Here you can see the shape of the grips



 
*
15. FINISH SANDING: *Take the grips back to the sanding jig and ,depending on the wood and finish being used, sand through 400-600 grit, sometimes going as high as 1200 grit.
a. Hand sand each grip using the finest grit used on the ROS.
b. Wipe off any dust and check the grips for scratches, defects, etc. Clean up until you are satisfied.



 


*
16. APPLYING THE FINISH: *Using an oil/varnish blend or TruOil, apply several coats (scuffing between coats) of finish to the grip (follow the finish manufacturers instructions). If so desired, buff them with wax after the last coat of oil has cured.



 


*
17. INSTALL THE GRIPS: *Install the grips on your pistol and wait for the compliments to roll in!

Hope this helps someone decide to make their own grips, but keep in mind that there are many ways to do it. I prefer using the plane to shape them, but most of what I read prior to making my first set used a fixture on a belt or disc sander. Others use different drilling jigs/fixtures, and still others won’t tell you what they do!

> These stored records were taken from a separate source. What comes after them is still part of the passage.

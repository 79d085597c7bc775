//! Paddle collision tests and deflection response
//!
//! The ball is treated as its bounding box for overlap tests. Each test is
//! restricted to the half of the court nearest the paddle and to balls
//! moving toward it, so a ball already moving away can never re-collide.

use glam::Vec2;

use super::state::{Ball, Paddle, Side};
use crate::consts::*;

/// Does the ball's bounding box overlap this paddle, approaching it?
pub fn intersects_paddle(ball: &Ball, paddle: &Paddle, side: Side) -> bool {
    let overlap = match side {
        Side::Left => {
            ball.pos.x - BALL_RADIUS <= paddle.x + PADDLE_WIDTH
                && ball.pos.x > paddle.x
                && ball.pos.y + BALL_RADIUS >= paddle.y
                && ball.pos.y - BALL_RADIUS <= paddle.y + PADDLE_HEIGHT
        }
        Side::Right => {
            ball.pos.x + BALL_RADIUS >= paddle.x
                && ball.pos.x < paddle.x + PADDLE_WIDTH
                && ball.pos.y + BALL_RADIUS >= paddle.y
                && ball.pos.y - BALL_RADIUS <= paddle.y + PADDLE_HEIGHT
        }
    };
    // Only count hits while the ball moves toward the paddle
    let approaching = match side {
        Side::Left => ball.vel.x < 0.0,
        Side::Right => ball.vel.x > 0.0,
    };
    overlap && approaching
}

/// Post-hit velocity as a pure function of impact point and pre-hit speed.
///
/// The vertical offset from the paddle center, normalized by half the paddle
/// height and clamped to [-1, 1], scales the bounce angle up to
/// `MAX_BOUNCE_ANGLE`. Speed grows by `BALL_SPEED_GAIN` per hit, capped at
/// `MAX_BALL_SPEED`. Returns the new velocity and the new scalar speed.
pub fn deflection_velocity(ball_y: f32, paddle: &Paddle, speed: f32, side: Side) -> (Vec2, f32) {
    let offset = (ball_y - paddle.center_y()) / (PADDLE_HEIGHT / 2.0);
    let bounce_angle = offset.clamp(-1.0, 1.0) * MAX_BOUNCE_ANGLE;

    let new_speed = (speed * BALL_SPEED_GAIN).min(MAX_BALL_SPEED);
    let vel = Vec2::new(
        bounce_angle.cos() * new_speed * side.sign(),
        bounce_angle.sin() * new_speed,
    );
    (vel, new_speed)
}

/// X position that parks the ball just outside the paddle face, preventing
/// it from sinking into the paddle on the next frame
pub fn rest_x_against(paddle: &Paddle, side: Side) -> f32 {
    match side {
        Side::Left => paddle.x + PADDLE_WIDTH + BALL_RADIUS,
        Side::Right => paddle.x - BALL_RADIUS,
    }
}
//! Canvas 2D presentation
//!
//! Consumes a read-only snapshot of the game state each frame and draws it.
//! Emits nothing back into the simulation.

use wasm_bindgen::JsCast;
use wasm_bindgen::JsValue;
use web_sys::{CanvasRenderingContext2d, HtmlCanvasElement};

use crate::consts::*;
use crate::sim::GameState;

const COURT_FILL: &str = "#0b2f1f";
const LINE_COLOR: &str = "#d8f3dc";
const OBJECT_COLOR: &str = "#f2fff4";

/// Canvas renderer bound to one 2D context
pub struct Renderer {
    ctx: CanvasRenderingContext2d,
}

impl Renderer {
    /// Bind to a canvas, sizing it to the court
    pub fn new(canvas: &HtmlCanvasElement) -> Option<Self> {
        canvas.set_width(COURT_WIDTH as u32);
        canvas.set_height(COURT_HEIGHT as u32);

        let ctx = canvas
            .get_context("2d")
            .ok()
            .flatten()?
            .dyn_into::<CanvasRenderingContext2d>()
            .ok()?;
        Some(Self { ctx })
    }

    /// Draw one frame: court, paddles, ball, score line
    pub fn render(&self, state: &GameState) {
        self.draw_court();
        self.draw_objects(state);
        self.draw_ui(state);
    }

    fn draw_court(&self) {
        let ctx = &self.ctx;
        let w = COURT_WIDTH as f64;
        let h = COURT_HEIGHT as f64;

        ctx.clear_rect(0.0, 0.0, w, h);
        ctx.set_fill_style_str(COURT_FILL);
        ctx.fill_rect(0.0, 0.0, w, h);

        ctx.set_stroke_style_str(LINE_COLOR);
        ctx.set_line_width(4.0);
        ctx.stroke_rect(2.0, 2.0, w - 4.0, h - 4.0);

        // Dashed center line
        let dash = js_sys::Array::of2(&JsValue::from_f64(14.0), &JsValue::from_f64(14.0));
        ctx.set_line_dash(&dash).ok();
        ctx.begin_path();
        ctx.move_to(w / 2.0, 12.0);
        ctx.line_to(w / 2.0, h - 12.0);
        ctx.stroke();
        ctx.set_line_dash(&js_sys::Array::new()).ok();

        // Center circle and spot
        ctx.begin_path();
        ctx.arc(w / 2.0, h / 2.0, 54.0, 0.0, std::f64::consts::TAU)
            .ok();
        ctx.stroke();

        ctx.set_fill_style_str(LINE_COLOR);
        ctx.begin_path();
        ctx.arc(w / 2.0, h / 2.0, 5.0, 0.0, std::f64::consts::TAU)
            .ok();
        ctx.fill();
    }

    fn draw_objects(&self, state: &GameState) {
        let ctx = &self.ctx;
        ctx.set_fill_style_str(OBJECT_COLOR);

        for rect in [state.left_paddle.rect(), state.right_paddle.rect()] {
            ctx.fill_rect(rect.x as f64, rect.y as f64, rect.w as f64, rect.h as f64);
        }

        ctx.begin_path();
        ctx.arc(
            state.ball.pos.x as f64,
            state.ball.pos.y as f64,
            BALL_RADIUS as f64,
            0.0,
            std::f64::consts::TAU,
        )
        .ok();
        ctx.fill();
    }

    fn draw_ui(&self, state: &GameState) {
        let ctx = &self.ctx;
        let w = COURT_WIDTH as f64;

        ctx.set_fill_style_str(OBJECT_COLOR);
        ctx.set_font("bold 44px Segoe UI, sans-serif");
        ctx.set_text_align("center");
        let score = format!("{} : {}", state.left_score, state.right_score);
        ctx.fill_text(&score, w / 2.0, 54.0).ok();

        ctx.set_font("20px Segoe UI, sans-serif");
        if state.paused {
            ctx.fill_text("PAUSED", w / 2.0, 85.0).ok();
        } else if state.serving() {
            ctx.fill_text("Serve...", w / 2.0, 85.0).ok();
        }
    }
}
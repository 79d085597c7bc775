//! Court Pong entry point
//!
//! Handles platform-specific initialization and runs the game loop.

#[cfg(target_arch = "wasm32")]
use wasm_bindgen::prelude::*;

#[cfg(target_arch = "wasm32")]
mod wasm_game {
    use std::cell::RefCell;
    use std::rc::Rc;
    use wasm_bindgen::prelude::*;
    use web_sys::HtmlCanvasElement;

    use court_pong::renderer::Renderer;
    use court_pong::sim::{Control, GameState, InputMap, clamp_frame_dt, tick};
    use court_pong::{AudioManager, Settings};

    /// Game instance holding all state
    struct Game {
        state: GameState,
        input: InputMap,
        audio: AudioManager,
        renderer: Option<Renderer>,
        settings: Settings,
        last_time: f64,
    }

    impl Game {
        fn new(seed: u64) -> Self {
            let settings = Settings::load();
            let mut audio = AudioManager::new();
            audio.set_master_volume(settings.master_volume);
            audio.set_sfx_volume(settings.sfx_volume);

            Self {
                state: GameState::new(seed),
                input: InputMap::new(),
                audio,
                renderer: None,
                settings,
                last_time: 0.0,
            }
        }

        /// One display-refresh step: resolve input, advance physics, dispatch
        /// cues, then render unconditionally (paused or not)
        fn frame(&mut self, time: f64) {
            // First invocation has no previous timestamp: zero movement
            let raw_dt = if self.last_time > 0.0 {
                ((time - self.last_time) / 1000.0) as f32
            } else {
                0.0
            };
            self.last_time = time;
            let dt = clamp_frame_dt(raw_dt);

            let input = self.input.tick_input();
            let cues = tick(&mut self.state, &input, dt);
            for cue in cues {
                self.audio.play(cue);
            }

            if let Some(renderer) = &self.renderer {
                renderer.render(&self.state);
            }
        }
    }

    /// Map a physical key code to a logical control
    fn bind_key(code: &str) -> Option<Control> {
        match code {
            "KeyW" => Some(Control::LeftUp),
            "KeyS" => Some(Control::LeftDown),
            "ArrowUp" => Some(Control::RightUp),
            "ArrowDown" => Some(Control::RightDown),
            "Space" => Some(Control::Pause),
            "KeyR" => Some(Control::Restart),
            _ => None,
        }
    }

    pub fn run() {
        console_error_panic_hook::set_once();
        console_log::init_with_level(log::Level::Info).expect("Failed to init logger");

        log::info!("Court Pong starting...");

        let window = web_sys::window().expect("no window");
        let document = window.document().expect("no document");

        let canvas: HtmlCanvasElement = document
            .get_element_by_id("gameCanvas")
            .expect("no canvas")
            .dyn_into()
            .expect("not a canvas");

        let seed = js_sys::Date::now() as u64;
        let game = Rc::new(RefCell::new(Game::new(seed)));
        log::info!("Game initialized with seed: {}", seed);

        match Renderer::new(&canvas) {
            Some(renderer) => game.borrow_mut().renderer = Some(renderer),
            None => log::error!("Failed to acquire 2D canvas context"),
        }

        setup_input_handlers(game.clone());
        setup_blur_mute(game.clone());

        request_animation_frame(game);

        log::info!("Court Pong running!");
    }

    fn setup_input_handlers(game: Rc<RefCell<Game>>) {
        let window = web_sys::window().unwrap();

        // Keydown: press controls, and resume audio on the user gesture
        {
            let game = game.clone();
            let closure = Closure::<dyn FnMut(_)>::new(move |event: web_sys::KeyboardEvent| {
                if let Some(control) = bind_key(&event.code()) {
                    let mut g = game.borrow_mut();
                    g.audio.resume();
                    g.input.set(control, true);
                    event.prevent_default();
                }
            });
            let _ = window
                .add_event_listener_with_callback("keydown", closure.as_ref().unchecked_ref());
            closure.forget();
        }

        // Keyup: release controls
        {
            let closure = Closure::<dyn FnMut(_)>::new(move |event: web_sys::KeyboardEvent| {
                if let Some(control) = bind_key(&event.code()) {
                    game.borrow_mut().input.set(control, false);
                    event.prevent_default();
                }
            });
            let _ = window
                .add_event_listener_with_callback("keyup", closure.as_ref().unchecked_ref());
            closure.forget();
        }
    }

    fn setup_blur_mute(game: Rc<RefCell<Game>>) {
        let window = web_sys::window().unwrap();

        {
            let game = game.clone();
            let closure = Closure::<dyn FnMut(_)>::new(move |_event: web_sys::FocusEvent| {
                let mut g = game.borrow_mut();
                if g.settings.mute_on_blur {
                    g.audio.set_muted(true);
                }
            });
            let _ =
                window.add_event_listener_with_callback("blur", closure.as_ref().unchecked_ref());
            closure.forget();
        }

        {
            let closure = Closure::<dyn FnMut(_)>::new(move |_event: web_sys::FocusEvent| {
                game.borrow_mut().audio.set_muted(false);
            });
            let _ =
                window.add_event_listener_with_callback("focus", closure.as_ref().unchecked_ref());
            closure.forget();
        }
    }

    fn request_animation_frame(game: Rc<RefCell<Game>>) {
        let window = web_sys::window().unwrap();
        let closure = Closure::once(move |time: f64| {
            game_loop(game, time);
        });
        let _ = window.request_animation_frame(closure.as_ref().unchecked_ref());
        closure.forget();
    }

    fn game_loop(game: Rc<RefCell<Game>>, time: f64) {
        game.borrow_mut().frame(time);
        request_animation_frame(game);
    }
}

#[cfg(target_arch = "wasm32")]
#[wasm_bindgen(start)]
pub fn wasm_main() {
    wasm_game::run();
}

#[cfg(not(target_arch = "wasm32"))]
fn main() {
    use court_pong::consts::MAX_FRAME_DT;
    use court_pong::sim::{Cue, GameState, TickInput, clamp_frame_dt, tick};

    env_logger::init();
    log::info!("Court Pong (native) starting...");
    log::info!("Native mode is headless - serve index.html with the wasm build to play");

    // Smoke run: thirty simulated seconds of untouched rallies
    let mut state = GameState::new(0x5eed);
    let input = TickInput::default();
    let dt = clamp_frame_dt(1.0 / 60.0);
    let mut hits = 0u32;
    for _ in 0..(30 * 60) {
        for cue in tick(&mut state, &input, dt) {
            if cue == Cue::Hit {
                hits += 1;
            }
        }
    }
    log::info!(
        "Simulated 30s: {} hits, score {} : {}, ball speed {:.1}",
        hits,
        state.left_score,
        state.right_score,
        state.ball.speed
    );
}

#[cfg(target_arch = "wasm32")]
fn main() {
    // WASM entry point is wasm_main, this is just to satisfy the compiler
}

Also, I have a short video of the hole-drilling fixture in use, but can't seem to embed the video....any help?

Reactions: Like 1 | Thank You! 2 | Great Post 1 | Informative 1


----------



## Kevin (Apr 3, 2015)

Excellent tutorial Jason. A lot of Pacific theater WWII vets wouldn't like your choice of wood grass lol but they do look good. I prefer darker species for 1911 grips but still, I do like those they're a nice change of pace. Thanks for the tutorial.

Reactions: Thank You! 1


----------



## ripjack13 (Apr 3, 2015)

Nicely done sir. Those look great. I like the use of the plexi panel. I use the same kind.


----------



## ripjack13 (Apr 3, 2015)

You need to upload the video to youtube then you can embed it from there.

Reactions: Thank You! 1


----------



## Schroedc (Apr 3, 2015)

So cool to see how they go from start to finish. Really cool to see what you did with a block of raw material that came from me and the finished product!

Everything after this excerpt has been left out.